Bai Jiancheng was named editor-in-chief of China Electric Power News in April 2006, a time when it seemed as if the lights were dimming on the 25-year-old newspaper.
The Chinese power industry was undergoing an overhaul, launched in 2003, to introduce greater competition and redistribute resources more efficiently. The reforms led to the establishment of major electric power corporations, each forming its own media enterprises, with newspapers, magazines, websites, film and TV.
Before the restructuring, China Electric Power News dominated administrative resources. When its reporters went to the power companies for interviews, they were guaranteed red-carpet treatment.
Suddenly, these advantages disappeared. With intense competition from the newly formed media enterprises, about 50 of the best reporters and editors were recruited to other jobs. Many became press officers for large electric power groups, with higher salaries and better titles.
“When we lost our resources under the old system, reform seemed to be the only way out for us,” Bai said. “Our goal was quite simple: to stay alive.”
Five years later, many more newspapers and magazines, including metro newspapers such as the Beijing Times and trade papers such as the China Energy News, are standing at the same crossroad. It is time to restructure their business models and start acting like real businesses, as the government requires.
1,300 and counting
On May 8, China Press and Publishing Media Group was founded. Based on the China Press and Publishing Journal, the group consists of one newspaper, two magazines, one website and one advertising agency. It aims to turn from a simple information provider to the No 1 comprehensive service provider in the Chinese press and publishing industry.

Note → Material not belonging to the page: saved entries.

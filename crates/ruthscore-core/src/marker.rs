//! Marker matching
//!
//! A marker is textual evidence that an artifact implements a rule. In the
//! default [`MatchMode::Literal`] mode every marker is a plain substring
//! search, which is compatible with existing score history but can
//! false-positive (any `1` in the file satisfies a numbered option).
//!
//! [`MatchMode::Strict`] is an opt-in deviation: constants must be declared
//! as `NAME = VALUE` and numbered options must start a list line. Plain
//! literals match the same way in both modes.

use std::collections::HashMap;
use std::fmt;
use std::sync::{Mutex, OnceLock};

use regex::Regex;
use serde::{Deserialize, Serialize};

/// How markers are matched against artifact text
#[derive(Debug, Clone, Copy, PartialEq, Eq, Default, Serialize, Deserialize)]
#[serde(rename_all = "lowercase")]
pub enum MatchMode {
    /// Plain substring search for every marker part
    #[default]
    Literal,
    /// Structural patterns for constants and numbered options
    Strict,
}

impl fmt::Display for MatchMode {
    fn fmt(&self, f: &mut fmt::Formatter<'_>) -> fmt::Result {
        match self {
            MatchMode::Literal => write!(f, "literal"),
            MatchMode::Strict => write!(f, "strict"),
        }
    }
}

/// A unit of textual evidence
#[derive(Debug, Clone, Copy, PartialEq, Eq)]
pub enum Marker {
    /// A single substring
    Literal(&'static str),
    /// Every substring must be present
    AllOf(&'static [&'static str]),
    /// A named constant holding a literal value
    Constant {
        name: &'static str,
        value: &'static str,
    },
    /// Numbered menu options, e.g. `1`, `2`, `3`
    NumberedOptions(&'static [&'static str]),
}

impl Marker {
    /// Whether the marker is present in `text` under `mode`
    pub fn is_present(&self, text: &str, mode: MatchMode) -> bool {
        match (self, mode) {
            (Marker::Literal(s), _) => text.contains(s),
            (Marker::AllOf(parts), _) => parts.iter().all(|p| text.contains(p)),
            (Marker::Constant { name, value }, MatchMode::Literal) => {
                text.contains(name) && text.contains(value)
            }
            (Marker::Constant { name, value }, MatchMode::Strict) => {
                matches_pattern(&constant_pattern(name, value), text)
            }
            (Marker::NumberedOptions(options), MatchMode::Literal) => {
                options.iter().all(|o| text.contains(o))
            }
            (Marker::NumberedOptions(options), MatchMode::Strict) => options
                .iter()
                .all(|o| matches_pattern(&numbered_option_pattern(o), text)),
        }
    }
}

impl fmt::Display for Marker {
    fn fmt(&self, f: &mut fmt::Formatter<'_>) -> fmt::Result {
        match self {
            Marker::Literal(s) => write!(f, "{}", s),
            Marker::AllOf(parts) => write!(f, "{}", parts.join(" + ")),
            Marker::Constant { name, value } => write!(f, "{} = {}", name, value),
            Marker::NumberedOptions(options) => write!(f, "options {}", options.join("/")),
        }
    }
}

/// `NAME`, an optional type annotation, `=`, then `VALUE` ending on a word boundary
fn constant_pattern(name: &str, value: &str) -> String {
    format!(
        r"\b{}\b\s*(?::\s*[\w<>\[\]]+\s*)?=\s*{}\b",
        regex::escape(name),
        regex::escape(value)
    )
}

/// An option number at the start of a line, followed by list punctuation or
/// a keycap sign (raw, or written as a `\u20E3` escape)
fn numbered_option_pattern(option: &str) -> String {
    format!(
        concat!(
            r"(?m)^[ \t]*(?:[-*][ \t]*)?\(?{}",
            r"(?:[.):]|[ \t]+-|\x{{FE0F}}?\x{{20E3}}|(?:\\u(?:FE0F|fe0f))?\\u20[Ee]3)"
        ),
        regex::escape(option)
    )
}

/// Compiled strict patterns, keyed by pattern source
static PATTERNS: OnceLock<Mutex<HashMap<String, Regex>>> = OnceLock::new();

fn compiled(pattern: &str) -> Option<Regex> {
    let cache = PATTERNS.get_or_init(|| Mutex::new(HashMap::new()));
    let mut cache = match cache.lock() {
        Ok(guard) => guard,
        Err(poisoned) => poisoned.into_inner(),
    };

    if let Some(re) = cache.get(pattern) {
        return Some(re.clone());
    }

    match Regex::new(pattern) {
        Ok(re) => {
            cache.insert(pattern.to_string(), re.clone());
            Some(re)
        }
        Err(e) => {
            tracing::error!(pattern, error = %e, "invalid strict marker pattern");
            None
        }
    }
}

fn matches_pattern(pattern: &str, text: &str) -> bool {
    compiled(pattern).is_some_and(|re| re.is_match(text))
}
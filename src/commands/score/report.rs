//! Report rendering for the human, JSON and records formats

use ruthscore_core::component::ComponentResult;
use ruthscore_core::error::Result;
use ruthscore_core::marker::MatchMode;
use ruthscore_core::report::format_points;
use ruthscore_core::{Report, Verdict};

use crate::cli::{Cli, OutputFormat};

const WIDE_RULE: &str = "============================================================";
const NARROW_RULE: &str = "========================================";
const STRICT_NOTICE: &str = "Mode: strict (structural matching, deviates from literal scoring)";

/// Output the report in the requested format
pub fn output_report(cli: &Cli, report: &Report) -> Result<()> {
    let rendered = match cli.format {
        OutputFormat::Human => render_human(report, cli.quiet),
        OutputFormat::Json => render_json(report)?,
        OutputFormat::Records => render_records(report),
    };
    println!("{}", rendered);
    Ok(())
}

/// Render the terminal report. `quiet` drops the closing banner.
pub fn render_human(report: &Report, quiet: bool) -> String {
    let mut lines = vec![
        String::new(),
        WIDE_RULE.to_string(),
        "RUTH V2 BEHAVIORAL ASSESSMENT".to_string(),
        format!("Date: {}", report.generated_at.format("%Y-%m-%d %H:%M")),
    ];
    if report.mode == MatchMode::Strict {
        lines.push(STRICT_NOTICE.to_string());
    }
    lines.push(WIDE_RULE.to_string());

    for (index, component) in report.components.iter().enumerate() {
        component_lines(&mut lines, index + 1, component);
    }

    lines.push(String::new());
    lines.push(WIDE_RULE.to_string());
    lines.push(format!(
        "FINAL SCORE: {}/{}",
        format_points(report.total),
        format_points(report.max)
    ));
    lines.push(WIDE_RULE.to_string());
    lines.push(report.band.headline().to_string());
    lines.push(format!("   {}", report.band.guidance()));

    if !report.issues.is_empty() {
        lines.push(String::new());
        lines.push(format!("ISSUES FOUND ({}):", report.issues.len()));
        for issue in &report.issues {
            lines.push(format!("  - {}", issue));
        }
    }

    if !quiet {
        lines.push(String::new());
        lines.push(format!(
            "Score: {}/{}",
            format_points(report.total),
            format_points(report.max)
        ));
        lines.push(
            match report.verdict {
                Verdict::Pass => "ALL TESTS PASSED - Ruth is ready!",
                Verdict::Review => "Some tests failed - Fix Ruth and retrain",
            }
            .to_string(),
        );
    }

    lines.join("\n")
}

fn component_lines(lines: &mut Vec<String>, number: usize, component: &ComponentResult) {
    lines.push(String::new());
    lines.push(NARROW_RULE.to_string());
    lines.push(format!(
        "COMPONENT {}: {} (0-{})",
        number,
        component.name.to_uppercase(),
        format_points(component.max)
    ));
    lines.push(NARROW_RULE.to_string());

    for check in &component.checks {
        lines.push(format!(
            "  {}: {}/{}",
            check.label,
            format_points(check.score),
            format_points(check.max)
        ));
    }

    lines.push(format!(
        "  -> {} TOTAL: {}/{}",
        component.id.to_uppercase(),
        format_points(component.score),
        format_points(component.max)
    ));
}

pub fn render_json(report: &Report) -> Result<String> {
    Ok(serde_json::to_string_pretty(report)?)
}

/// Render one record per line: `H` header, then `C` per component,
/// `R` per check and `D` per issue.
pub fn render_records(report: &Report) -> String {
    let mut lines = vec![format!(
        "H ruthscore=1 total={} max={} verdict={} band={} mode={}",
        format_points(report.total),
        format_points(report.max),
        report.verdict,
        report.band,
        report.mode
    )];

    for component in &report.components {
        lines.push(format!(
            "C {} score={} max={} \"{}\"",
            component.id,
            format_points(component.score),
            format_points(component.max),
            quote(&component.name)
        ));
        for check in &component.checks {
            lines.push(format!(
                "R {} component={} score={} max={} \"{}\"",
                check.id,
                component.id,
                format_points(check.score),
                format_points(check.max),
                quote(&check.label)
            ));
        }
    }

    for component in &report.components {
        for check in &component.checks {
            for issue in &check.issues {
                lines.push(format!("D issue {} \"{}\"", check.id, quote(issue)));
            }
        }
    }

    lines.join("\n")
}

fn quote(text: &str) -> String {
    text.replace('\\', "\\\\").replace('"', "\\\"")
}
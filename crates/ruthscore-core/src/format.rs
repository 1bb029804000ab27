//! Output format handling for ruthscore
//!
//! Supports three output formats:
//! - human: Readable report for terminal use
//! - json: Stable, machine-readable JSON
//! - records: Line-oriented format for scripts and LLM context injection

use std::fmt;
use std::str::FromStr;

use serde::{Deserialize, Serialize};

use crate::error::ScoreError;

/// Output format for the report
#[derive(Debug, Clone, Copy, PartialEq, Eq, Default, Serialize, Deserialize)]
#[serde(rename_all = "lowercase")]
pub enum OutputFormat {
    /// Human-readable output (default)
    #[default]
    Human,
    /// JSON output for machine consumption
    Json,
    /// Records output for LLM context injection
    Records,
}

impl FromStr for OutputFormat {
    type Err = ScoreError;

    fn from_str(s: &str) -> Result<Self, Self::Err> {
        match s.to_lowercase().as_str() {
            "human" => Ok(OutputFormat::Human),
            "json" => Ok(OutputFormat::Json),
            "records" => Ok(OutputFormat::Records),
            other => Err(ScoreError::UnknownFormat(other.to_string())),
        }
    }
}

impl fmt::Display for OutputFormat {
    fn fmt(&self, f: &mut fmt::Formatter<'_>) -> fmt::Result {
        match self {
            OutputFormat::Human => write!(f, "human"),
            OutputFormat::Json => write!(f, "json"),
            OutputFormat::Records => write!(f, "records"),
        }
    }
}
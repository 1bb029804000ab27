pub use ruthscore_core::format::OutputFormat;
use clap::builder::{PossibleValue, PossibleValuesParser, TypedValueParser};

/// Value parser for `--format`, listing the accepted values in `--help`
pub fn format_parser() -> impl TypedValueParser<Value = OutputFormat> {
    PossibleValuesParser::new([
        PossibleValue::new("human").help("Readable report (default)"),
        PossibleValue::new("json").help("Serialized report"),
        PossibleValue::new("records").help("One record per line for scripts"),
    ])
    .try_map(|value| value.parse::<OutputFormat>())
}
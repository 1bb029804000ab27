//! Ruthscore - static conformance scorer for the RUTH V2 coaching agent
//!
//! Reads the agent's source artifacts, scores them against a fixed
//! 100-point rubric and exits 0 when the total reaches the pass threshold.

mod cli;
mod commands;

use std::env;
use std::process::ExitCode;
use std::time::Instant;

use clap::Parser;

use cli::{Cli, OutputFormat};
use ruthscore_core::error::{ExitCode as ScoreExitCode, ScoreError};
use ruthscore_core::logging;
use ruthscore_core::Verdict;

fn main() -> ExitCode {
    let start = Instant::now();

    let argv_format_json = argv_requests_json();

    let cli = match Cli::try_parse() {
        Ok(cli) => cli,
        Err(err) => {
            // clap fails before `Cli.format` exists, so look at argv for JSON
            if argv_format_json {
                let score_error = match err.kind() {
                    clap::error::ErrorKind::DisplayHelp
                    | clap::error::ErrorKind::DisplayVersion => err.exit(),
                    clap::error::ErrorKind::ValueValidation
                    | clap::error::ErrorKind::InvalidValue
                    | clap::error::ErrorKind::UnknownArgument
                    | clap::error::ErrorKind::ArgumentConflict
                    | clap::error::ErrorKind::MissingRequiredArgument => {
                        ScoreError::UsageError(err.to_string())
                    }
                    _ => ScoreError::Other(err.to_string()),
                };

                eprintln!("{}", score_error.to_json());
                return ExitCode::from(score_error.exit_code() as u8);
            }

            err.exit();
        }
    };

    if let Err(e) = logging::init_tracing(cli.verbose, cli.log_level.as_deref(), cli.log_json) {
        eprintln!("Warning: Failed to initialize logging: {}", e);
    }

    tracing::debug!(elapsed = ?start.elapsed(), "parse_args");

    match commands::score::execute(&cli, start) {
        Ok(Verdict::Pass) => ExitCode::from(ScoreExitCode::Success as u8),
        Ok(Verdict::Review) => ExitCode::from(ScoreExitCode::Failure as u8),
        Err(e) => {
            let exit_code = e.exit_code();

            if cli.format == OutputFormat::Json {
                eprintln!("{}", e.to_json());
            } else {
                eprintln!("error: {}", e);
            }

            ExitCode::from(exit_code as u8)
        }
    }
}

fn argv_requests_json() -> bool {
    let mut args = env::args().skip(1);
    while let Some(arg) = args.next() {
        if arg == "--format" {
            if args.next().is_some_and(|v| v == "json") {
                return true;
            }
        } else if arg == "--format=json" {
            return true;
        }
    }
    false
}
//! The scoring run behind a bare `ruthscore` invocation

pub mod report;

use std::time::Instant;

use tracing::debug;

use ruthscore_core::config::ScorerConfig;
use ruthscore_core::error::Result;
use ruthscore_core::marker::MatchMode;
use ruthscore_core::{FsLoader, Scorer, Verdict};

use crate::cli::paths::resolve_root_path;
use crate::cli::Cli;

/// Score the project, print the report and hand back the verdict
pub fn execute(cli: &Cli, start: Instant) -> Result<Verdict> {
    let root = resolve_root_path(cli.root.clone());
    let config = ScorerConfig::resolve(&root, cli.config.as_deref())?;

    let mode = if cli.strict {
        MatchMode::Strict
    } else {
        config.match_mode()
    };

    if cli.verbose {
        debug!(root = %root.display(), %mode, elapsed = ?start.elapsed(), "config_resolved");
    }

    let loader = FsLoader::new(root, config.artifacts);
    let scorer = Scorer::standard()?.with_mode(mode);
    let report = scorer.score(&loader);

    if cli.verbose {
        debug!(elapsed = ?start.elapsed(), "scored");
    }

    report::output_report(cli, &report)?;
    Ok(report.verdict)
}
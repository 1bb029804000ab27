//! Rule checks
//!
//! A rule check scores one behavioral rule against one artifact. Every
//! condition is evaluated, so the issue list is exhaustive rather than
//! stopping at the first failure.

use serde::Serialize;
use tracing::{debug, error};

use crate::artifact::ArtifactSet;
use crate::error::Result;
use crate::marker::MatchMode;
use crate::rubric::{validate_rule_def, ConditionKind, RuleDef};

/// Outcome of a single rule check
#[derive(Debug, Clone, PartialEq, Serialize)]
pub struct CheckResult {
    pub id: String,
    pub label: String,
    /// Always within `0..=max`
    pub score: f64,
    pub max: f64,
    pub issues: Vec<String>,
}

/// Trait for implementing rule checks
///
/// New rules can be added to a component without touching the aggregator
/// or the scorer.
pub trait RuleCheck {
    /// Unique identifier (e.g., "word-count")
    fn id(&self) -> &str;

    /// Label printed in the report
    fn label(&self) -> &str;

    /// Maximum score this check can award
    fn max(&self) -> f64;

    /// Score the check against the loaded artifacts
    fn evaluate(&self, artifacts: &ArtifactSet, mode: MatchMode) -> CheckResult;

    /// Verify the check's internal weights
    fn validate(&self) -> Result<()> {
        Ok(())
    }
}

/// Clamp `score` into `0..=max`, logging if the clamp had to act
pub(crate) fn clamp_score(id: &str, score: f64, max: f64) -> f64 {
    let clamped = score.clamp(0.0, max);
    if clamped != score {
        error!(check = id, score, max, "score outside bounds, clamped");
    }
    clamped
}

/// Rule check driven by a static [`RuleDef`]
#[derive(Debug, Clone, Copy)]
pub struct MarkerRule {
    def: &'static RuleDef,
}

impl MarkerRule {
    pub fn new(def: &'static RuleDef) -> Self {
        Self { def }
    }
}

impl RuleCheck for MarkerRule {
    fn id(&self) -> &str {
        self.def.id
    }

    fn label(&self) -> &str {
        self.def.label
    }

    fn max(&self) -> f64 {
        self.def.max
    }

    fn evaluate(&self, artifacts: &ArtifactSet, mode: MatchMode) -> CheckResult {
        let Some(text) = artifacts.text(self.def.role) else {
            debug!(check = self.def.id, role = %self.def.role, "artifact absent");
            return CheckResult {
                id: self.def.id.to_string(),
                label: self.def.label.to_string(),
                score: 0.0,
                max: self.def.max,
                issues: vec![format!("{} not found", artifacts.name(self.def.role))],
            };
        };

        let mut score = 0.0;
        let mut issues = Vec::new();

        for condition in self.def.conditions {
            match condition.kind {
                ConditionKind::Marker(marker) => {
                    if marker.is_present(text, mode) {
                        score += condition.points;
                    } else {
                        issues.push(condition.issue.to_string());
                    }
                }
                ConditionKind::Threshold { markers, min, noun } => {
                    let found = markers.iter().filter(|m| text.contains(*m)).count();
                    if found >= min {
                        score += condition.points;
                    } else {
                        issues.push(format!("Only {}/{} {} found", found, markers.len(), noun));
                    }
                }
            }
        }

        let score = clamp_score(self.def.id, score, self.def.max);
        debug!(
            check = self.def.id,
            score,
            max = self.def.max,
            issues = issues.len(),
            "check_scored"
        );

        CheckResult {
            id: self.def.id.to_string(),
            label: self.def.label.to_string(),
            score,
            max: self.def.max,
            issues,
        }
    }

    fn validate(&self) -> Result<()> {
        validate_rule_def(self.def)
    }
}
use crate::cli::input::{parse_loose_values, read_rows};
use indicatif::ProgressStyle;
use sheet_writer::config::Config;
use sheet_writer::error::{AppError, Result};
use sheet_writer::sheets::{SheetOperations, SheetsClient};
use sheet_writer::translate::{CellValue, serialize_rows};
use std::path::Path;
use tracing::{Span, info, instrument};
use tracing_indicatif::span_ext::IndicatifSpanExt;

pub async fn header(tab_id: i32, values: &[String]) -> Result<()> {
    let config = Config::load()?;
    let client = SheetsClient::connect(&config.google).await?;

    client
        .add_header(tab_id, &parse_loose_values(values))
        .await?;

    info!(url = config.google.spreadsheet_url(), "Header added");

    Ok(())
}

pub async fn rows(tab_id: i32, file: &Path, batch_size: u32) -> Result<()> {
    let rows = read_rows(file)?;
    if rows.is_empty() {
        info!(file = ?file, "No rows to append");
        return Ok(());
    }

    let config = Config::load()?;
    let client = SheetsClient::connect(&config.google).await?;

    append_in_batches(&client, tab_id, &rows, batch_size as usize).await?;

    info!(
        rows = rows.len(),
        url = config.google.spreadsheet_url(),
        "Rows appended"
    );

    Ok(())
}

pub async fn format(tab_id: i32, column: u16, formats: &[String]) -> Result<()> {
    let config = Config::load()?;
    let client = SheetsClient::connect(&config.google).await?;

    let formats: Vec<&str> = formats.iter().map(String::as_str).collect();
    client.change_format(tab_id, column, &formats).await?;

    info!(url = config.google.spreadsheet_url(), "Format changed");

    Ok(())
}

/// Append rows one chunk per request, in file order. Every row is checked
/// before the first request, so a bad cell leaves the sheet untouched.
#[instrument(name = "Appending rows", skip_all)]
async fn append_in_batches<SC>(
    client: &SC,
    tab_id: i32,
    rows: &[Vec<CellValue>],
    batch_size: usize,
) -> Result<()>
where
    SC: SheetOperations + Sync,
{
    serialize_rows(rows)?;

    let span = Span::current();
    span.pb_set_style(
        &ProgressStyle::with_template(
            "[{elapsed_precise}] {bar:40.cyan/blue} {pos:>7}/{len:7} {msg}",
        )
        .map_err(|e| AppError::Other(e.into()))?,
    );
    span.pb_set_message("Appending rows");
    span.pb_set_length(rows.len() as u64);

    for chunk in rows.chunks(batch_size.max(1)) {
        client.add_rows(tab_id, chunk).await?;
        span.pb_inc(chunk.len() as u64);
    }

    Ok(())
}

#[cfg(test)]
mod tests {
    use super::*;
    use async_trait::async_trait;
    use std::sync::{Arc, Mutex};

    #[derive(Clone, Default)]
    struct MockSheetsClient {
        appended: Arc<Mutex<Vec<Vec<Vec<CellValue>>>>>,
        fail_after: Option<usize>,
    }

    #[async_trait]
    impl SheetOperations for MockSheetsClient {
        async fn add_header(&self, _tab_id: i32, _header_values: &[CellValue]) -> Result<()> {
            Ok(())
        }

        async fn add_rows(&self, _tab_id: i32, rows: &[Vec<CellValue>]) -> Result<()> {
            let mut appended = self.appended.lock().unwrap();
            if self.fail_after == Some(appended.len()) {
                return Err(AppError::Sheets("Failed to add rows: boom".to_string()));
            }
            appended.push(rows.to_vec());
            Ok(())
        }

        async fn change_format(&self, _tab_id: i32, _column: u16, _formats: &[&str]) -> Result<()> {
            Ok(())
        }
    }

    fn numbered_rows(count: usize) -> Vec<Vec<CellValue>> {
        (0..count)
            .map(|i| vec![CellValue::Text(format!("Est {}", i)), CellValue::Number(i as f64)])
            .collect()
    }

    #[tokio::test]
    async fn test_append_in_batches_preserves_order() {
        let client = MockSheetsClient::default();
        let rows = numbered_rows(5);

        append_in_batches(&client, 0, &rows, 2).await.unwrap();

        let appended = client.appended.lock().unwrap();
        let sizes: Vec<usize> = appended.iter().map(Vec::len).collect();
        assert_eq!(sizes, vec![2, 2, 1]);
        assert_eq!(appended.concat(), rows);
    }

    #[tokio::test]
    async fn test_append_in_batches_single_request() {
        let client = MockSheetsClient::default();
        let rows = numbered_rows(3);

        append_in_batches(&client, 0, &rows, 500).await.unwrap();

        assert_eq!(client.appended.lock().unwrap().len(), 1);
    }

    #[tokio::test]
    async fn test_append_in_batches_rejects_bad_cell_before_sending() {
        let client = MockSheetsClient::default();
        let mut rows = numbered_rows(4);
        rows.push(vec![CellValue::Text("Born 1980-07-12".to_string())]);

        let err = append_in_batches(&client, 0, &rows, 2).await.unwrap_err();

        assert!(matches!(err, AppError::InvalidDate(_)), "got {:?}", err);
        assert!(
            client.appended.lock().unwrap().is_empty(),
            "no chunk should be appended when a later row is invalid"
        );
    }

    #[tokio::test]
    async fn test_append_in_batches_stops_on_error() {
        let client = MockSheetsClient {
            fail_after: Some(1),
            ..Default::default()
        };
        let rows = numbered_rows(6);

        let err = append_in_batches(&client, 0, &rows, 2).await.unwrap_err();

        assert!(matches!(err, AppError::Sheets(_)), "got {:?}", err);
        assert_eq!(client.appended.lock().unwrap().len(), 1);
    }
}
//! Append rows, headers and column formats to a Google Sheets spreadsheet
//! using a service account.

pub mod config;
pub mod error;
pub mod sheets;
pub mod translate;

According to Liu Binjie, director of the General Administration of Press and Publication (GAPP), more than 1,300 newspapers and periodicals have already converted from State-owned public institutions into market-based enterprises, reported the Beijing News. The remaining 5,000 – including metro and evening papers owned by central and local Communist Party of China (CPC) newspaper groups, and papers devoted to industry news or owned by businesses – will carry out the transformation by year’s end.
The CPC Central Committee’s publicity department said reform will revitalize newspapers and periodicals, enlarge the social influence of mainstream media, and increase the industry’s quality and profits. An official list of to-be-transformed newspapers and magazines will soon come out.
In the old days, State-owned institutions rarely set up a comprehensive system for their own development. Even if they had one, they usually put it on shelf, Bai said.
Before its transformation, China Electric Power News had a slack administration system. When Bai, who had worked at newspapers for 11 years, became editor-in-chief, he found the newsroom had spent more than 20,000 yuan ($3,094) a month at a nearby restaurant. All receipts were said to have been signed by the office director, but the signatures were in five different hands.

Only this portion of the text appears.